Aim of the task
Your reply should be only the number of lines in the records that contain the word "Operational".

Data supplied
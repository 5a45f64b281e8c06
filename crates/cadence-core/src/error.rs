//! Core error types for cadence-core.
//!
//! This module defines the error hierarchy using thiserror. Gateway and
//! cache failures are recoverable and surface to the operator; invariant
//! violations indicate a caller bug and never mutate the plan.

use std::path::PathBuf;
use thiserror::Error;

/// Core error type for cadence-core.
#[derive(Error, Debug)]
pub enum CoreError {
    /// Account data gateway failures (fetch or write)
    #[error("Gateway error: {0}")]
    Gateway(#[from] GatewayError),

    /// Operational cache storage failures
    #[error("Cache error: {0}")]
    Cache(#[from] CacheError),

    /// Configuration-related errors
    #[error("Configuration error: {0}")]
    Config(#[from] ConfigError),

    /// Caller passed a reference that does not exist in the current plan
    #[error("Invariant violation: {0}")]
    Invariant(#[from] InvariantError),

    /// IO errors
    #[error("IO error: {0}")]
    Io(#[from] std::io::Error),

    /// Serialization/deserialization errors
    #[error("JSON error: {0}")]
    Json(#[from] serde_json::Error),
}

/// Errors reported by an [`AccountGateway`](crate::gateway::AccountGateway).
#[derive(Error, Debug, Clone, PartialEq, Eq)]
pub enum GatewayError {
    /// The backing data service could not be reached
    #[error("data service unavailable: {0}")]
    Unavailable(String),

    /// The referenced row does not exist
    #[error("{kind} '{id}' not found")]
    NotFound { kind: String, id: String },

    /// Row creation hit an existing row; callers that only need the row to exist ignore this
    #[error("{kind} '{id}' already exists")]
    AlreadyExists { kind: String, id: String },

    /// The service refused the write
    #[error("request rejected: {0}")]
    Rejected(String),
}

/// Operational cache storage errors.
#[derive(Error, Debug)]
pub enum CacheError {
    /// Failed to open the cache database
    #[error("Failed to open cache at {path}: {source}")]
    OpenFailed {
        path: PathBuf,
        #[source]
        source: rusqlite::Error,
    },

    /// Query execution failed
    #[error("Query failed: {0}")]
    QueryFailed(String),

    /// Database is locked
    #[error("Cache database is locked")]
    Locked,

    /// Could not determine the data directory
    #[error("Data directory unavailable: {0}")]
    DataDir(String),

    /// Failed to encode a record before saving
    #[error("Failed to encode '{key}': {message}")]
    Encode { key: String, message: String },
}

/// Configuration-specific errors.
#[derive(Error, Debug)]
pub enum ConfigError {
    /// Failed to load configuration
    #[error("Failed to load configuration from {path}: {message}")]
    LoadFailed { path: PathBuf, message: String },

    /// Failed to save configuration
    #[error("Failed to save configuration to {path}: {message}")]
    SaveFailed { path: PathBuf, message: String },

    /// Unknown dot-path key
    #[error("Unknown configuration key: {0}")]
    UnknownKey(String),

    /// Invalid configuration value
    #[error("Invalid configuration value for '{key}': {message}")]
    InvalidValue { key: String, message: String },
}

/// References that cannot be resolved against the current plan.
#[derive(Error, Debug, Clone, PartialEq, Eq)]
pub enum InvariantError {
    /// No batch with the given index
    #[error("batch {0} is not in the current plan")]
    UnknownBatch(usize),

    /// The batch has no task for the account
    #[error("account '{account_id}' has no task in batch {batch_index}")]
    NoTaskForAccount {
        account_id: String,
        batch_index: usize,
    },

    /// Item index past the end of the task
    #[error("Index {index} out of bounds for task of '{account_id}' (length: {len})")]
    ItemOutOfBounds {
        account_id: String,
        index: usize,
        len: usize,
    },
}

impl From<rusqlite::Error> for CacheError {
    fn from(err: rusqlite::Error) -> Self {
        match &err {
            rusqlite::Error::SqliteFailure(inner, _msg) => {
                if inner.code == rusqlite::ErrorCode::DatabaseLocked {
                    CacheError::Locked
                } else {
                    CacheError::QueryFailed(err.to_string())
                }
            }
            _ => CacheError::QueryFailed(err.to_string()),
        }
    }
}

/// Result type alias for CoreError
pub type Result<T, E = CoreError> = std::result::Result<T, E>;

Task solution
2